Malla period further influenced the Newari population living in Kathmandu to embrace the then-popular architecture while building their homes. So, it can also be said that the culture of woodcraft slowly permeated and took hold in the Newari society. It was when Jayasthiti Malla, 14th century Malla king of unified Kathmandu valley created the caste system, a separate clan with the Newari society was given the job of woodcraft. Since then, the practice has been continued and transferred to generation.

So how have these astonishing woodcrafts come to life? My question was answered when I happen to visit different wooden workshops in Patan. Today there are few major wood crafts workshops in the country that haven’t let the quality of the goods taint over the years.

One of the artisans named Rajesh Barahi, who owns a small wood carving workshop in the vicinity of Patan Durbar Square explained to me the sequential process of creation of these crafts which include the selection of good wood, using the suitable tool to carve it, which highly depends upon the amount of description to be applied on the craft.

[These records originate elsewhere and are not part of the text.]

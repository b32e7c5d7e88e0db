use alloy::primitives::{Address, B256};
use reqwest::{Client, Method, StatusCode};
use serde::{Serialize, de::DeserializeOwned};
use tracing::{debug, info};

use crate::{
    api::{
        ApiError, MerkleApi,
        types::{
            CreateTreeRequest, CreateTreeResponse, ProofResponse, RootResponse, RootsResponse,
            TreeResponse,
        },
    },
    config::ClientConfig,
    leaf::LeafSet,
};

/// HTTP client for the hosted Lanyard API.
///
/// Any tree published through this client is public: other consumers of the API
/// can look it up by root.
#[derive(Clone, Debug)]
pub struct LanyardClient {
    client: Client,
    url: String,
}

impl LanyardClient {
    pub fn new(config: ClientConfig) -> Result<Self, ApiError> {
        let client = Client::builder()
            .timeout(config.timeout)
            .user_agent(config.user_agent)
            .build()?;

        Ok(Self::with_client(client, config.url))
    }

    /// Uses a caller-provided `reqwest::Client` as is.
    pub fn with_client(client: Client, url: impl Into<String>) -> Self {
        LanyardClient {
            client,
            url: url.into().trim_end_matches('/').to_string(),
        }
    }

    pub fn url(&self) -> &str {
        &self.url
    }

    /// Creates a plain address tree.
    pub async fn create_address_tree(
        &self,
        addresses: impl IntoIterator<Item = Address>,
    ) -> Result<CreateTreeResponse, ApiError> {
        self.create_tree(&LeafSet::addresses(addresses)).await
    }

    /// Deprecated single-root lookup. Different trees can share a proof, in
    /// which case only one of their roots is returned.
    #[deprecated(note = "use `roots_for_proof`")]
    pub async fn root_for_proof(&self, proof: &[B256]) -> Result<RootResponse, ApiError> {
        if proof.is_empty() {
            return Err(ApiError::EmptyProof);
        }

        self.get(&format!("/root?proof={}", join_hex(proof))).await
    }

    async fn get<T: DeserializeOwned>(&self, path: &str) -> Result<T, ApiError> {
        self.send_request::<(), T>(Method::GET, path, None).await
    }

    async fn send_request<B: Serialize, T: DeserializeOwned>(
        &self,
        method: Method,
        path: &str,
        body: Option<&B>,
    ) -> Result<T, ApiError> {
        let url = format!("{}{}", self.url, path);
        debug!("{} {}", method, url);

        let mut request = self.client.request(method, &url);
        if let Some(body) = body {
            request = request.json(body);
        }

        let response = request.send().await?;
        let status = response.status();

        // 404s are expected when a root was never published
        if status == StatusCode::NOT_FOUND {
            return Err(ApiError::NotFound);
        }

        if status.is_client_error() || status.is_server_error() {
            let body = response.text().await.unwrap_or_else(|e| e.to_string());
            return Err(ApiError::Status { status, body });
        }

        Ok(response.json().await?)
    }
}

#[async_trait::async_trait]
impl MerkleApi for LanyardClient {
    async fn create_tree(&self, leaves: &LeafSet) -> Result<CreateTreeResponse, ApiError> {
        let request = CreateTreeRequest::from(leaves);
        let response: CreateTreeResponse = self
            .send_request(Method::POST, "/tree", Some(&request))
            .await?;

        info!(
            "Created tree with {} leaves: {}",
            request.unhashed_leaves.len(),
            response.merkle_root
        );
        Ok(response)
    }

    async fn tree(&self, root: B256) -> Result<TreeResponse, ApiError> {
        self.get(&format!("/tree?root={}", to_hex(root))).await
    }

    async fn proof_for_leaf(
        &self,
        root: B256,
        unhashed_leaf: &[u8],
    ) -> Result<ProofResponse, ApiError> {
        self.get(&format!(
            "/proof?root={}&unhashedLeaf={}",
            to_hex(root),
            to_hex(unhashed_leaf)
        ))
        .await
    }

    async fn proof_for_address(
        &self,
        root: B256,
        address: Address,
    ) -> Result<ProofResponse, ApiError> {
        self.get(&format!(
            "/proof?root={}&address={}",
            to_hex(root),
            to_hex(address)
        ))
        .await
    }

    async fn roots_for_proof(&self, proof: &[B256]) -> Result<RootsResponse, ApiError> {
        if proof.is_empty() {
            return Err(ApiError::EmptyProof);
        }

        self.get(&format!("/roots?proof={}", join_hex(proof))).await
    }
}

fn to_hex(bytes: impl AsRef<[u8]>) -> String {
    format!("0x{}", hex::encode(bytes))
}

fn join_hex(proof: &[B256]) -> String {
    proof.iter().map(to_hex).collect::<Vec<_>>().join(",")
}
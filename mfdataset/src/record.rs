use std::collections::BTreeMap;

use chrono::{DateTime, Utc};
use ndarray::{Array1, ArrayD};

use crate::{
    errors::{Error, Result},
    limits::IndexLimit,
};

/// A variable extracted from a dataset.
///
/// `dimensions`, `limits` and `bounds` describe the variable before axes with single index limits
/// were squeezed out of `data`, so callers can tell which axes were dropped.
///
#[derive(Clone, Debug, PartialEq)]
pub struct Subset<N> {
    name: String,
    dimensions: Vec<String>,
    limits: Vec<IndexLimit>,
    bounds: Vec<usize>,
    data: ArrayD<N>,
    time: Option<Array1<DateTime<Utc>>>,
    time_dimension: Option<String>,
    attributes: BTreeMap<String, String>,
}

impl<N> Subset<N> {
    #[allow(clippy::too_many_arguments)]
    pub(crate) fn new(
        name: String,
        dimensions: Vec<String>,
        limits: Vec<IndexLimit>,
        bounds: Vec<usize>,
        data: ArrayD<N>,
        time: Option<Array1<DateTime<Utc>>>,
        time_dimension: Option<String>,
        attributes: BTreeMap<String, String>,
    ) -> Self {
        Self {
            name,
            dimensions,
            limits,
            bounds,
            data,
            time,
            time_dimension,
            attributes,
        }
    }

    pub fn name(&self) -> &str {
        &self.name
    }

    pub fn dimensions(&self) -> &[String] {
        &self.dimensions
    }

    pub fn limits(&self) -> &[IndexLimit] {
        &self.limits
    }

    /// Length of each dimension. For the time dimension, the total over all shards.
    pub fn bounds(&self) -> &[usize] {
        &self.bounds
    }

    pub fn data(&self) -> &ArrayD<N> {
        &self.data
    }

    pub fn into_data(self) -> ArrayD<N> {
        self.data
    }

    /// Timestamps aligned with the time axis of `data`, if the variable has the time dimension
    pub fn time(&self) -> Option<&Array1<DateTime<Utc>>> {
        self.time.as_ref()
    }

    pub fn time_dimension(&self) -> Option<&str> {
        self.time_dimension.as_deref()
    }

    pub fn attributes(&self) -> &BTreeMap<String, String> {
        &self.attributes
    }

    pub fn limit(&self, dimension: &str) -> Result<IndexLimit> {
        Ok(self.limits[self.position(dimension)?])
    }

    pub fn bound(&self, dimension: &str) -> Result<usize> {
        Ok(self.bounds[self.position(dimension)?])
    }

    /// The first of `candidates`, in the order given, that is one of the variable's dimensions.
    ///
    pub fn identify_dim<S: AsRef<str>>(&self, candidates: &[S]) -> Result<&str> {
        candidates
            .iter()
            .find_map(|candidate| {
                self.dimensions
                    .iter()
                    .find(|name| name.as_str() == candidate.as_ref())
            })
            .map(String::as_str)
            .ok_or_else(|| {
                Error::schema(format!(
                    "No dimension of {} is among the candidates",
                    self.name
                ))
            })
    }

    /// Dimensions whose limits span more than one index
    pub fn range_dims(&self) -> Vec<&str> {
        self.dimensions
            .iter()
            .zip(self.limits.iter().zip(&self.bounds))
            .filter(|(_, (limit, bound))| match limit {
                IndexLimit::Default => **bound > 1,
                IndexLimit::Inclusive(lower, upper) => upper > lower,
            })
            .map(|(name, _)| name.as_str())
            .collect()
    }

    /// Like `range_dims`, but there must be exactly `expected` of them.
    ///
    pub fn expect_range_dims(&self, expected: usize) -> Result<Vec<&str>> {
        let dims = self.range_dims();
        if dims.len() != expected {
            return Err(Error::RangeDimCount {
                expected,
                actual: dims.len(),
            });
        }

        Ok(dims)
    }

    /// Render limits for a label, e.g. `(ocean_time: (3, 7), s_rho: 41, xi_rho: all)`.
    ///
    pub fn limits_to_string<S: AsRef<str>>(&self, exclude: &[S]) -> String {
        let parts: Vec<String> = self
            .dimensions
            .iter()
            .zip(&self.limits)
            .filter(|(name, _)| !exclude.iter().any(|e| e.as_ref() == name.as_str()))
            .map(|(name, limit)| format!("{name}: {limit}"))
            .collect();

        format!("({})", parts.join(", "))
    }

    /// The first non-empty attribute among `candidates`, capitalized, or "N/A".
    ///
    pub fn attribute_string<S: AsRef<str>>(&self, candidates: &[S]) -> String {
        candidates
            .iter()
            .filter_map(|name| self.attributes.get(name.as_ref()))
            .find(|value| !value.is_empty())
            .map(|value| capitalize(value))
            .unwrap_or_else(|| String::from("N/A"))
    }

    fn position(&self, dimension: &str) -> Result<usize> {
        self.dimensions
            .iter()
            .position(|name| name == dimension)
            .ok_or_else(|| {
                Error::schema(format!("{dimension} is not a dimension of {}", self.name))
            })
    }
}

fn capitalize(value: &str) -> String {
    let mut chars = value.chars();
    match chars.next() {
        Some(first) => first.to_uppercase().chain(chars.flat_map(char::to_lowercase)).collect(),
        None => String::new(),
    }
}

The color selection part is really tricky, he said since the texture of the craft holds a different aura. This delicate procedure made me ponder: why really do we need these items which are obviously not required for daily purpose? I hear the same questions from most of the people I’ve encountered so far. But if I may borrow the quote from George Orwell, “a society without beauty is soulless”. This explains the craving of humans, for these pieces of great beauty and aesthetic values.

Also, the true value of these crafts lies in their opposition to mass-production methods. Artists pay a lot of detail in the preparation of individual items which isn’t certainly an easy feat. Also, don’t you realize the shift in your mindset when you stand in awe watching the grandeur of art and craft of large halls in Patan Museum, the artistic rafters in the temples depicting obscure beauty?

Many psychologists have suggested the amazing healing property of interior designs of hospitals, and offices. Immense stress from the work and household can be relieved by just staring at a wooden frame clock or wooden statue of Buddha. The fact is, living in a beautified environment with a certain amount of individuality and beautiful objects add immeasurably to our enjoyment of life.